ANXIETY STACKING/ HOW TO USE IT!!!!

In the world of self-help, self-improvement and motivation we’re all familiar with the phrase “Habit Stacking” or “skill stacking’. “A recent idea that I thought of is “Anxiety Stacking”. This concept came to me the other day when I woke up feeling anxious again, for seemingly no reason. Why do I feel so anxious?

Anxiety always seems to be connected to other people. ALMOST ALWAYS. It’s someone who has unfollowed me or unfriended me on Facebook or Instagram. I feel the anxiety flood in. Maybe it’s a suggestion to “patch a hole in my coat” (as if I didn’t notice that!). It’s someone’s hesitation to be warm or friendly after I have been exuberant and kind with them. It’s someone’s dismissive or “calm down” response to me about an expressive thought that I’ve vocalized–especially when I made an intentional effort to not be dismissive to their thoughts. It’s a job or opportunity rejection. Or maybe it’s the feeling conjured up when someone else in my current niche of interest is producing incredible products. There’s the unmistakable twinge of envy that creeps in when a peer in my field is churning out remarkable work, leaving me feeling like the underdog.

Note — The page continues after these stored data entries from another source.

/// Interpret the update tool's result
///
/// A transaction succeeded only if the tool exited zero and reported neither
/// an update failure nor a non-NOERROR status.
pub fn check_response(output: &CommandOutput) -> Result<()> {
    if !output.success() {
        return Err(BifrostError::Transaction(output.diagnostic()));
    }

    for line in output.stdout.lines().chain(output.stderr.lines()) {
        let lower = line.to_lowercase();
        if lower.contains("update failed") {
            return Err(BifrostError::Transaction(line.trim().to_string()));
        }
        if let Some(position) = lower.find("status:") {
            let status = line[position + "status:".len()..]
                .split(',')
                .next()
                .unwrap_or_default()
                .trim();
            if !status.eq_ignore_ascii_case("NOERROR") {
                return Err(BifrostError::Transaction(line.trim().to_string()));
            }
        }
    }

    Ok(())
}

/// Message carried into a failed record's reason
fn reason(error: &BifrostError) -> String {
    match error {
        BifrostError::Transaction(message) => message.clone(),
        other => other.to_string(),
    }
}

I’m in a quest to tame my anxiety. Anxiety is a very uncomfortable state of being. I’ve realized that I’m often at war with it. Once my psyche is plunged into this state, it tries with might to get out! Sometimes I sit in this state for half a day. I fantasize about the moment that I “will no longer feel anxious”.

I’ve decided to turn this upside down! Instead of dream of the moment where I’m “no longer feeling anxious” I’m going to use my anxiety as a catalyst. I’m going to use these moments of angst to run towards EVEN MORE SITUATIONS and EVEN MORE PEOPLE who AROUSE MY ANXIETY.

But why? The reason is because this is the PERFECT TIME. I’m already in the throes of anxiety. This is the time to allow more of it…because, wait, can anxiety get worse than it already is? Not really. It’s going to feel just as painful and anxiety-riddling with one or two rejections as it is with about 10 or 20 rejections. Sure, lots of rejections slammed on you at once may take a toll on your overall self-esteem (in the moment) but more on that later…

When you feel anxious it’s better to do a bunch of different things that may stir your anxiety. These are things like: apply for a job (that you think you’ll get rejected from), apply for a volunteer position (that you don’t think you have a chance at), ask someone out who’s likely to reject you. Compose an email to that estranged long-lost Uncle of yours! Has a neighbor recently rebuffed you? Bravely approach them and start talking in a bright, cheerful, annoying voice as if you don’t notice their disdain for you. Remember! They’re going to die too. You have one life and now is the perfect time to take risks with your ego because, again, YOU’RE ALREADY FEELING ANXIOUS.

I’ve noticed that when I do this, when I zoom into uncomfortable situations, I end up forgetting (for at least part of the day) some of the other uncomfortable situations that I’ve just encountered. It’s like I’m stacking more anxiety-pervading moments onto the heap. My memory (and anxiety) can only handle and FOCUS on a couple of these at a time.

Now, why do this? Because when you place your eggs in many baskets, when you apply for that job, inquire about a volunteer position in your field of intrigue, ask out a potential date, or speak to someone who you think “doesn’t like you” you actually increase the likelihood that ONE OF THESE ACTIONS works out in the end.

Let’s reiterate! When you diversify your efforts—whether it’s applying for a job, seeking a volunteer opportunity in your field of interest, mustering the courage to ask someone out, or engaging with someone you perceive as indifferent to you—you significantly boost the chances that at least one of these endeavors will yield positive results. Success tends to favor those who cast a wide net.

By taking action and doing a bunch of uncomfortable things in your current “Already-Anxiety” state, you’re learning a trick and modify your behavior and use it for your own self-improvement.

Now you can see the positive angle on anxiety. Use this state to your advantage!